My bobcats are both single speeds they work fine, however if I were to buy another I would prefer a 2 speed with high flow as well, but it all depends on the deal, if I came across the "right" deal I wouldn't hesitate to buy another single speed with just standard hydro. If your buying now there are plenty of deals around just look around & take your time.


----------



## cat320 (Aug 25, 2000)

I have a Gehl 4640 turbo single speed , i think unless your plowing bigger areas or small roads a single would be fine in my opinion but if you have a bigger space then a 2 speed would be better as far as hydro i think mine has std flow up 19 alot more than some of the other std size machines in that class. what model are you looking at?


----------



## SNO-PRO (Dec 5, 2007)

Once you own a 2 speed you will never go back, I would never buy without


----------



## basher (Nov 13, 2004)

Daveyo;1475426 said:


> The way I look at it you can never have enough horsepower.

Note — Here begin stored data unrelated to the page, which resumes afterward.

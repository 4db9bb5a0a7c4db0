//! Date-partitioned, append-only audit log
//!
//! The audit log is the only durable record of a run. Each entry is written
//! with a single append call on a file opened in append mode, then flushed
//! and synced, so entries from runs sharing a day never interleave and prior
//! content is never truncated.

use chrono::{Local, NaiveDate};
use std::fmt;
use std::fs::{self, File, OpenOptions};
use std::io::{self, Write};
use std::path::{Path, PathBuf};
use std::sync::Mutex;

/// Prefix of every audit log file name
pub const LOG_FILE_PREFIX: &str = "autobuy";

const TIMESTAMP_FORMAT: &str = "%Y-%m-%d %H:%M:%S";

/// Indentation for lines of captured output under an entry
const CONTINUATION_INDENT: &str = "    ";

/// Severity of an audit entry
#[derive(Debug, Clone, Copy, PartialEq, Eq)]
pub enum AuditLevel {
    /// Normal progress and decisions
    Info,
    /// Failures
    Error,
}

impl AuditLevel {
    /// Label written between brackets
    pub fn as_str(&self) -> &'static str {
        match self {
            AuditLevel::Info => "INFO",
            AuditLevel::Error => "ERROR",
        }
    }
}

impl fmt::Display for AuditLevel {
    fn fmt(&self, f: &mut fmt::Formatter<'_>) -> fmt::Result {
        f.write_str(self.as_str())
    }
}

/// One audit entry before it is written
#[derive(Debug, Clone, PartialEq, Eq)]
pub struct AuditEntry {
    /// Local wall-clock time, second precision
    pub timestamp: chrono::DateTime<Local>,
    /// Severity
    pub level: AuditLevel,
    /// Single-line message
    pub message: String,
    /// Captured step output written beneath the message
    pub detail: Option<String>,
}

impl AuditEntry {
    /// Create an entry stamped with the current time
    pub fn now(level: AuditLevel, message: impl Into<String>) -> Self {
        Self {
            timestamp: Local::now(),
            level,
            message: message.into(),
            detail: None,
        }
    }

    /// Attach captured output
    pub fn with_detail(mut self, detail: impl Into<String>) -> Self {
        self.detail = Some(detail.into());
        self
    }

    /// Render the entry as the exact bytes appended to the log
    pub fn render(&self) -> String {
        let mut rendered = format!(
            "{} [{}] {}\n",
            self.timestamp.format(TIMESTAMP_FORMAT),
            self.level,
            flatten(&self.message)
        );
        if let Some(detail) = &self.detail {
            for line in detail.lines() {
                rendered.push_str(CONTINUATION_INDENT);
                rendered.push_str(line);
                rendered.push('\n');
            }
        }
        rendered
    }
}

/// Keeps the header on one line so every entry starts with a timestamp
fn flatten(message: &str) -> String {
    message.replace(['\r', '\n'], " ")
}

/// Append-only audit log bound to one calendar day
#[derive(Debug)]
pub struct AuditLog {
    path: PathBuf,
    file: Mutex<File>,
}

impl AuditLog {
    /// Open the log for today's local date under `log_dir`
    pub fn open(log_dir: impl AsRef<Path>) -> io::Result<Self> {
        Self::open_for_date(log_dir, Local::now().date_naive())
    }

    /// Open the log for `date`, creating the directory and file if needed
    pub fn open_for_date(log_dir: impl AsRef<Path>, date: NaiveDate) -> io::Result<Self> {
        let log_dir = log_dir.as_ref();
        fs::create_dir_all(log_dir)?;
        let path = log_dir.join(Self::file_name_for(date));
        let file = OpenOptions::new().create(true).append(true).open(&path)?;
        tracing::debug!("Audit log opened at {}", path.display());
        Ok(Self {
            path,
            file: Mutex::new(file),
        })
    }

    /// File name used for `date`
    pub fn file_name_for(date: NaiveDate) -> String {
        format!("{}-{}.log", LOG_FILE_PREFIX, date.format("%Y-%m-%d"))
    }

    /// Path of the file this log appends to
    pub fn path(&self) -> &Path {
        &self.path
    }

    /// Append a timestamped entry
    pub fn record(&self, level: AuditLevel, message: impl Into<String>) -> io::Result<()> {
        self.append(&AuditEntry::now(level, message))
    }

    /// Append a timestamped entry followed by captured step output
    pub fn record_with_output(
        &self,
        level: AuditLevel,
        message: impl Into<String>,
        output: &str,
    ) -> io::Result<()> {
        self.append(&AuditEntry::now(level, message).with_detail(output))
    }

    /// Append a prepared entry
    pub fn append(&self, entry: &AuditEntry) -> io::Result<()> {
        match entry.level {
            AuditLevel::Info => tracing::info!("{}", entry.message),
            AuditLevel::Error => tracing::error!("{}", entry.message),
        }

        let rendered = entry.render();
        let mut file = self
            .file
            .lock()
            .map_err(|_| io::Error::new(io::ErrorKind::Other, "audit log lock poisoned"))?;
        file.write_all(rendered.as_bytes())?;
        file.flush()?;
        file.sync_all()?;
        Ok(())
    }
}

#[cfg(test)]
mod tests {
    use super::*;
    use tempfile::TempDir;

    fn date(y: i32, m: u32, d: u32) -> NaiveDate {
        NaiveDate::from_ymd_opt(y, m, d).unwrap()
    }

    fn read(log: &AuditLog) -> String {
        fs::read_to_string(log.path()).unwrap()
    }

    #[test]
    fn test_file_name_encodes_date() {
        assert_eq!(
            AuditLog::file_name_for(date(2026, 3, 7)),
            "autobuy-2026-03-07.log"
        );
    }

    #[test]
    fn test_open_creates_directory_and_file() {
        let temp = TempDir::new().unwrap();
        let log_dir = temp.path().join("nested").join("logs");
        let log = AuditLog::open_for_date(&log_dir, date(2026, 1, 2)).unwrap();
        assert!(log.path().exists());
        assert_eq!(log.path(), log_dir.join("autobuy-2026-01-02.log"));
    }

    #[test]
    fn test_entry_format() {
        let temp = TempDir::new().unwrap();
        let log = AuditLog::open_for_date(temp.path(), date(2026, 1, 2)).unwrap();
        log.record(AuditLevel::Info, "run started").unwrap();
        log.record(AuditLevel::Error, "step 'balance' failed").unwrap();

        let content = read(&log);
        let lines: Vec<&str> = content.lines().collect();
        assert_eq!(lines.len(), 2);

        let (stamp, rest) = lines[0].split_at(19);
        assert!(chrono::NaiveDateTime::parse_from_str(stamp, TIMESTAMP_FORMAT).is_ok());
        assert_eq!(rest, " [INFO] run started");
        assert!(lines[1].ends_with(" [ERROR] step 'balance' failed"));
    }

    #[test]
    fn test_output_is_indented_under_header() {
        let temp = TempDir::new().unwrap();
        let log = AuditLog::open_for_date(temp.path(), date(2026, 1, 2)).unwrap();
        log.record_with_output(AuditLevel::Error, "step 'charge' failed", "line one\nline two\n")
            .unwrap();

        let content = read(&log);
        let lines: Vec<&str> = content.lines().collect();
        assert_eq!(lines.len(), 3);
        assert!(lines[0].ends_with("[ERROR] step 'charge' failed"));
        assert_eq!(lines[1], "    line one");
        assert_eq!(lines[2], "    line two");
    }

    #[test]
    fn test_multiline_message_stays_on_one_line() {
        let entry = AuditEntry::now(AuditLevel::Info, "first\nsecond");
        let rendered = entry.render();
        assert_eq!(rendered.lines().count(), 1);
        assert!(rendered.ends_with("[INFO] first second\n"));
    }

    #[test]
    fn test_reopening_same_day_appends() {
        let temp = TempDir::new().unwrap();
        let day = date(2026, 5, 5);

        let first = AuditLog::open_for_date(temp.path(), day).unwrap();
        first.record(AuditLevel::Info, "first run").unwrap();
        drop(first);

        let second = AuditLog::open_for_date(temp.path(), day).unwrap();
        second.record(AuditLevel::Info, "second run").unwrap();

        let content = read(&second);
        assert!(content.contains("first run"));
        assert!(content.contains("second run"));
        assert_eq!(content.lines().count(), 2);
    }

    #[test]
    fn test_different_days_use_different_files() {
        let temp = TempDir::new().unwrap();
        let monday = AuditLog::open_for_date(temp.path(), date(2026, 5, 4)).unwrap();
        let tuesday = AuditLog::open_for_date(temp.path(), date(2026, 5, 5)).unwrap();
        monday.record(AuditLevel::Info, "monday").unwrap();
        tuesday.record(AuditLevel::Info, "tuesday").unwrap();

        assert_ne!(monday.path(), tuesday.path());
        assert!(!read(&monday).contains("tuesday"));
        assert!(!read(&tuesday).contains("monday"));
    }

    #[test]
    fn test_concurrent_writers_do_not_interleave_entries() {
        let temp = TempDir::new().unwrap();
        let day = date(2026, 6, 1);
        let writers: Vec<_> = (0..4)
            .map(|_| AuditLog::open_for_date(temp.path(), day).unwrap())
            .collect();

        std::thread::scope(|scope| {
            for (id, log) in writers.iter().enumerate() {
                scope.spawn(move || {
                    for n in 0..25 {
                        log.record_with_output(
                            AuditLevel::Info,
                            format!("writer {id} entry {n}"),
                            &format!("writer {id} detail a\nwriter {id} detail b"),
                        )
                        .unwrap();
                    }
                });
            }
        });

        let content = read(&writers[0]);
        let lines: Vec<&str> = content.lines().collect();
        assert_eq!(lines.len(), 4 * 25 * 3);
        for chunk in lines.chunks(3) {
            let id = chunk[0]
                .split("writer ")
                .nth(1)
                .and_then(|s| s.split(' ').next())
                .unwrap();
            assert_eq!(chunk[1], format!("    writer {id} detail a"));
            assert_eq!(chunk[2], format!("    writer {id} detail b"));
        }
    }
}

IMO You can easily have too much horsepower what you cannot have enough of is Torque Thumbs Up


----------



## bluerage94 (Dec 24, 2004)

Ever hit a manhole cover or curb at 12mph? two speed is nice but single is fine for plowing if you need the speed then might as well go to a compact loader...


----------



## Daveyo (Nov 21, 2005)

cat320;1475447 said:


> I have a Gehl 4640 turbo single speed , i think unless your plowing bigger areas or small roads a single would be fine in my opinion but if you have a bigger space then a 2 speed would be better as far as hydro i think mine has std flow up 19 alot more than some of the other std size machines in that class. what model are you looking at?


Either the 5640 or the V 330, which would come in a 2 speed standard anyway. It's the 5640 that is in stock used low hours thats one speed. I wouldn't need high flow, I'm not using for stump grinding or any high speed attachments, figure std flow is fine.


----------



## Daveyo (Nov 21, 2005)

RLM;1475428 said:


> My bobcats are both single speeds they work fine, however if I were to buy another I would prefer a 2 speed with high flow as well, but it all depends on the deal, if I came across the "right" deal I wouldn't hesitate to buy another single speed with just standard hydro. If your buying now there are plenty of deals around just look around & take your time.


Where would I look to find a good deal? I see a lot of used stuff out there with lots of hours, maybe I'm looking in the wrong places. I definitely don't want to just jump on something but man I need a skid steer.


----------



## cet (Oct 2, 2004)

bluerage94;1475472 said:


> Ever hit a manhole cover or curb at 12mph? two speed is nice but single is fine for plowing if you need the speed then might as well go to a compact loader...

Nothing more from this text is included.